We consider an attack aiming at altering an image printed by a specific printer, P, in such a way that the printer source attribution model can no longer identify P as the source printer (untargeted attack) after the image is reprinted by P. The challenge is to ensure the attack’s effectiveness even after the attacked image undergoes reprinting and scanning. The attacker has white-box access to the source attribution model, including its weights and architecture. This allows the attacker to optimize and evaluate the adversarial examples in the digital domain before executing the physical-world attack by printing, scanning, and strategically placing the attacked images.
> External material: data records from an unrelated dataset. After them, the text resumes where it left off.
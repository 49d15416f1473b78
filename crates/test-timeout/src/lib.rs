use proc_macro::TokenStream;
use quote::quote;
use syn::{parse_macro_input, Attribute, ItemFn, LitInt};

const DEFAULT_TIMEOUT_SECS: u64 = 30;
const WORKER_THREADS: usize = 2;

/// Runs an `async fn` test on a multi-threaded Tokio runtime and fails it if
/// it has not finished after the given number of seconds (default 30).
///
/// The relay's upstream read loops and the downstream socket task run
/// concurrently, so the runtime always has more than one worker.
///
/// ```ignore
/// #[test_timeout::tokio_timeout_test(10)]
/// async fn session_closes() { /* ... */ }
/// ```
#[proc_macro_attribute]
pub fn tokio_timeout_test(attr: TokenStream, item: TokenStream) -> TokenStream {
    let timeout_secs = if attr.is_empty() {
        DEFAULT_TIMEOUT_SECS
    } else {
        let lit = parse_macro_input!(attr as LitInt);
        match lit.base10_parse::<u64>() {
            Ok(0) => {
                return syn::Error::new_spanned(lit, "timeout must be greater than zero")
                    .to_compile_error()
                    .into()
            }
            Ok(secs) => secs,
            Err(err) => return err.to_compile_error().into(),
        }
    };

    let ItemFn {
        attrs,
        vis,
        mut sig,
        block,
    } = parse_macro_input!(item as ItemFn);

    if sig.asyncness.is_none() {
        return syn::Error::new_spanned(
            &sig.ident,
            "tokio_timeout_test can only be applied to async functions",
        )
        .to_compile_error()
        .into();
    }
    sig.asyncness = None;

    let attrs: Vec<Attribute> = attrs
        .into_iter()
        .filter(|attr| !is_tokio_test_attribute(attr))
        .collect();
    let test_name = sig.ident.to_string();
    let workers = WORKER_THREADS;

    TokenStream::from(quote! {
        #[test]
        #(#attrs)*
        #vis #sig {
            let budget = std::time::Duration::from_secs(#timeout_secs);
            let runtime = tokio::runtime::Builder::new_multi_thread()
                .worker_threads(#workers)
                .thread_name(#test_name)
                .enable_all()
                .build()
                .expect("failed to build Tokio runtime");
            let outcome = runtime.block_on(async move {
                tokio::time::timeout(budget, async move #block).await
            });
            runtime.shutdown_timeout(std::time::Duration::from_secs(1));
            if outcome.is_err() {
                panic!("{} timed out after {:?}", #test_name, budget);
            }
        }
    })
}

fn is_tokio_test_attribute(attr: &Attribute) -> bool {
    let mut segments = attr.path().segments.iter();
    matches!(
        (segments.next(), segments.next(), segments.next()),
        (Some(first), Some(second), None)
            if first.ident == "tokio" && second.ident == "test"
    )
}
The printer source attribution system targeted by our attack is the one described in [9]. This system, trained on the VIPPrint dataset Ferreira et al. [10], analyzes the 10 highest-energy 224×224×3 patches of the image and uses a majority voting decision for classification. Preliminary experiments in [9] showed that a basic reprinting black-box attack can deceive the original classifier. To enhance resilience against such attacks, the authors fine-tuned the model using a dataset of reprinted images, resulting in a more robust (hardened) source attribution model, which is the focus of our attack. Since the classifier operates on patches, the adversarial attacks are applied to 224×224×3 image patches. However, because the attack may slightly alter the energy of the patches, the classifier could potentially analyze different patches after the attack. Therefore, we decided to attack all the patches in the image. This approach also prevents the introduction of visible discontinuities at patch borders. The success of the attack hinges on inducing sufficient patch mis-classifications to misclassify the true printer as the most voted option. Our target is specifically the Kyocera-ecosys P5021cdn laser printer, identified as class #12 in the attribution system’s multiclass classification.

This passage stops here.